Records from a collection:

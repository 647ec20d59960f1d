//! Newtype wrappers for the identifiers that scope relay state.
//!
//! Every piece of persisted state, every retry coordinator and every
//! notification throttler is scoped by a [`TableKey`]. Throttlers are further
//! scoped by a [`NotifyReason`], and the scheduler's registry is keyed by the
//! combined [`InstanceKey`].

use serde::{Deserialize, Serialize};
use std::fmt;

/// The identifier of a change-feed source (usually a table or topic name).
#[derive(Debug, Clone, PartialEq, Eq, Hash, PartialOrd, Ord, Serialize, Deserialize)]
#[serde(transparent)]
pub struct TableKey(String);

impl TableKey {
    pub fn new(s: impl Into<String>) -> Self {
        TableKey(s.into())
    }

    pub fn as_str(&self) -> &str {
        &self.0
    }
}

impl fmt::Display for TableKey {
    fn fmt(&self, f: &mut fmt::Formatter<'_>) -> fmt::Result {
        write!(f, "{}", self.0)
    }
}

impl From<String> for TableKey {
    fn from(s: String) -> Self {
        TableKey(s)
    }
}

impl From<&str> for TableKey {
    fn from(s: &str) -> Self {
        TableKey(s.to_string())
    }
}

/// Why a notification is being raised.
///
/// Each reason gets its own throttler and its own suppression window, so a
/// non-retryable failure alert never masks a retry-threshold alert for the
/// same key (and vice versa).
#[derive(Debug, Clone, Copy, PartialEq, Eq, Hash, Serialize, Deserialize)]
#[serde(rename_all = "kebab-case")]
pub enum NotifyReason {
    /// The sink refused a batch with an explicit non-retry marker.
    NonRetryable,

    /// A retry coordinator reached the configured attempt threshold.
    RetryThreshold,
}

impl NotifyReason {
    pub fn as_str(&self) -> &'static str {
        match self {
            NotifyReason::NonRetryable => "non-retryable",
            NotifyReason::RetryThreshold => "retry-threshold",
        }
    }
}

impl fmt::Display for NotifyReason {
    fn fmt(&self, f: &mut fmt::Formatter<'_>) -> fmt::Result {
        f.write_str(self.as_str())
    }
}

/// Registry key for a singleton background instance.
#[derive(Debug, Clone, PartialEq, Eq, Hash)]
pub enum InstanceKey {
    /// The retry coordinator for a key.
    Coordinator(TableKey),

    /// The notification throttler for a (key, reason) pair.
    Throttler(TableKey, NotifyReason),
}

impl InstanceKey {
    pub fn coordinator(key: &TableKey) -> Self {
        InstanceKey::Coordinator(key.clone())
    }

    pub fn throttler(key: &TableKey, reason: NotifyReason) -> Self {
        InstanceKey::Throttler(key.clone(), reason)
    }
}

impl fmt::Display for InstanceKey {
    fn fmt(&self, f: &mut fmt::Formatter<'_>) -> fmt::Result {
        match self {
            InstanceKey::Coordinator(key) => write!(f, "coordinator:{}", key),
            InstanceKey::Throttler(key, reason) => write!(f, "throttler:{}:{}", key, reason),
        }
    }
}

Aim of the task. Reproduce exactly, please, only the lines from the start of the data above to the line that contains "use std::fmt;", with both ends kept.

Problem solution.
repository 647ec20d59960f1d
//! Newtype wrappers for the identifiers that scope relay state.
//!
//! Every piece of persisted state, every retry coordinator and every
//! notification throttler is scoped by a [`TableKey`]. Throttlers are further
//! scoped by a [`NotifyReason`], and the scheduler's registry is keyed by the
//! combined [`InstanceKey`].

use serde::{Deserialize, Serialize};
use std::fmt;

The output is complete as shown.